In 2018, the U.S. Fish and Wildlife Service removed the eastern cougar subspecies from the endangered species list in order to “correct a lingering anomaly” that listed the species despite its having disappeared forever at least 70 years go. But the government’s assertion that mountain lions are long gone from the mountains hasn’t stopped countless reports of mountain lion sightings, or discouraged Linzey’s ongoing search for evidence of the giant cat’s presence. 

What initially drew you to focus your research on the Smokies? 

I worked as a park ranger naturalist for the Smokies for several summers while I was doing my Ph.D. grad student work at Cornell University. I did my Ph.D. thesis on the golden mouse in the park and for a while I was considered the expert in the whole country on that little mouse. Arthur Stupka was the very first park biologist, and he was near retirement age and in fact he actually had retired, but he kept a journal for 28 years and he stayed on to write up the notes from that journal. He wrote a book on the birds of the Smokies, the trees and woody shrubs of the Smokies. He coauthored a book on the reptiles and amphibians of the Smokies. And when he met my wife and I he said that he just didn’t have time to pull together all the mammal data and asked if we were interested in doing that. So we said yes. 

The eastern cougar was officially declared extinct in 2018. Yet, ask around and it’s not hard to find somebody with a mountain lion story. What do you think about the possibility of a viable population of mountain lions persisting in the Great Smoky Mountains region? 

That we don’t know. Some people say these are animals that people have released in the park. When you keep having these reports—and we get eight or ten reports a year from the Smokies—you’re not having eight or ten people releasing cougars in the park every year. Some people say, well the animals that are seen have made their way up from the Everglades. That’s conceivable, but it would be awfully, awfully rare for something like that to happen. Now we’ve got some evidence in Tennessee there’s one, possibly two animals there from South Dakota, so there may be some animals moving into the park. But the U.S government, the Department of Interior and the Fish and Wildlife Service, they said years ago that the evidence they need is evidence of an animal actually breeding in the park to establish the fact that there is a breeding population. So they need some young animals, and the only evidence of this was back in 1976. 
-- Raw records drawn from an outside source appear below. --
//! SQLite implementation of token repository.

use async_trait::async_trait;
use chrono::{DateTime, Utc};
use sqlx::{FromRow, SqlitePool};
use std::sync::Arc;

use crate::domain::repositories::{ApiToken, TokenRepository};
use crate::error::AppError;
use serde_json::json;

const TOKEN_COLUMNS: &str = "id, user_id, name, token_hash, created_at, last_used_at, revoked_at";

#[derive(FromRow)]
struct TokenRow {
    id: i64,
    user_id: i64,
    name: String,
    token_hash: String,
    created_at: DateTime<Utc>,
    last_used_at: Option<DateTime<Utc>>,
    revoked_at: Option<DateTime<Utc>>,
}

impl From<TokenRow> for ApiToken {
    fn from(r: TokenRow) -> Self {
        ApiToken {
            id: r.id,
            user_id: r.user_id,
            name: r.name,
            token_hash: r.token_hash,
            created_at: r.created_at,
            last_used_at: r.last_used_at,
            revoked_at: r.revoked_at,
        }
    }
}

/// SQLite repository for API token storage and validation.
///
/// Stores keyed token hashes only. Raw tokens are never persisted.
pub struct SqliteTokenRepository {
    pool: Arc<SqlitePool>,
}

impl SqliteTokenRepository {
    /// Creates a new repository with a database connection pool.
    pub fn new(pool: Arc<SqlitePool>) -> Self {
        Self { pool }
    }
}

#[async_trait]
impl TokenRepository for SqliteTokenRepository {
    async fn validate_token(&self, token_hash: &str) -> Result<Option<i64>, AppError> {
        let user_id: Option<i64> = sqlx::query_scalar(
            r#"
            SELECT user_id
            FROM api_tokens
            WHERE token_hash = ?
              AND revoked_at IS NULL
            "#,
        )
        .bind(token_hash)
        .fetch_optional(self.pool.as_ref())
        .await?;

        Ok(user_id)
    }

    async fn update_last_used(&self, token_hash: &str) -> Result<(), AppError> {
        sqlx::query(
            r#"
            UPDATE api_tokens
            SET last_used_at = ?
            WHERE token_hash = ?
              AND revoked_at IS NULL
            "#,
        )
        .bind(Utc::now())
        .bind(token_hash)
        .execute(self.pool.as_ref())
        .await?;

        Ok(())
    }

    async fn create_token(
        &self,
        user_id: i64,
        name: &str,
        token_hash: &str,
    ) -> Result<ApiToken, AppError> {
        let sql = format!(
            "INSERT INTO api_tokens (user_id, name, token_hash, created_at) \
             VALUES (?, ?, ?, ?) RETURNING {TOKEN_COLUMNS}"
        );

        let row = sqlx::query_as::<_, TokenRow>(&sql)
            .bind(user_id)
            .bind(name)
            .bind(token_hash)
            .bind(Utc::now())
            .fetch_one(self.pool.as_ref())
            .await?;

        Ok(row.into())
    }

    async fn list_tokens(&self) -> Result<Vec<ApiToken>, AppError> {
        let sql = format!("SELECT {TOKEN_COLUMNS} FROM api_tokens ORDER BY created_at DESC, id DESC");

        let rows = sqlx::query_as::<_, TokenRow>(&sql)
            .fetch_all(self.pool.as_ref())
            .await?;

        Ok(rows.into_iter().map(ApiToken::from).collect())
    }

    async fn find_by_id(&self, id: i64) -> Result<Option<ApiToken>, AppError> {
        let sql = format!("SELECT {TOKEN_COLUMNS} FROM api_tokens WHERE id = ?");

        let row = sqlx::query_as::<_, TokenRow>(&sql)
            .bind(id)
            .fetch_optional(self.pool.as_ref())
            .await?;

        Ok(row.map(ApiToken::from))
    }

    async fn find_by_name(&self, name: &str) -> Result<Option<ApiToken>, AppError> {
        let sql = format!(
            "SELECT {TOKEN_COLUMNS} FROM api_tokens WHERE name = ? ORDER BY id DESC LIMIT 1"
        );

        let row = sqlx::query_as::<_, TokenRow>(&sql)
            .bind(name)
            .fetch_optional(self.pool.as_ref())
            .await?;

        Ok(row.map(ApiToken::from))
    }

    async fn revoke_token(&self, id: i64) -> Result<(), AppError> {
        if self.find_by_id(id).await?.is_none() {
            return Err(AppError::not_found("Token not found", json!({ "id": id })));
        }

        sqlx::query("UPDATE api_tokens SET revoked_at = ? WHERE id = ? AND revoked_at IS NULL")
            .bind(Utc::now())
            .bind(id)
            .execute(self.pool.as_ref())
            .await?;

        Ok(())
    }
}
When you think back on the sightings you’ve handled over the years, do any especially compelling reports come to mind? 

In June of 2002, there was a man and his wife driving back from Cherokee to Sugarlands It was at night and they were about half a mile from Sugarlands and they saw a cougar walk across the road in front of their car. Now this man was a veterinarian and he treats cougars in his practice in Knoxville. So do I tell someone like that, ‘Oh, you probably didn’t know what you were seeing?’ He’s familiar with these animals, and he and his wife tell me that they watched it walk across the road in front of their car. We’ve got a wildlife photographer who was coming from Cades Cove towards Sugarlands on Little River Road. When you get to within probably a mile and a half of Sugarlands, there’s a couple sharp curves in the road, and she saw a cougar come from the right side of the road to the left side of the road, but her camera was in the back seat so she couldn’t get a picture. About two weeks later I got another report from another visitor that they saw an animal at the same place. 

The Smokies do have one other native cat, the bobcat. What’s the status of the park’s bobcat population? 

It’s relatively abundant, but it’s very secretive and most people never see a bobcat. In fact, I saw the first one that I had ever seen in the park about a year ago. We have a home that’s bordered on two sides by the park, and I saw him up there and watched him for a couple minutes. Raccoons come into campgrounds, skunks come into campgrounds, bears come into campgrounds looking for garbage. Well, bobcats don’t do that. That’s why even though the bobcat is an inhabitant of the park, it’s rarely seen. 

This interview has been edited for length and clarity.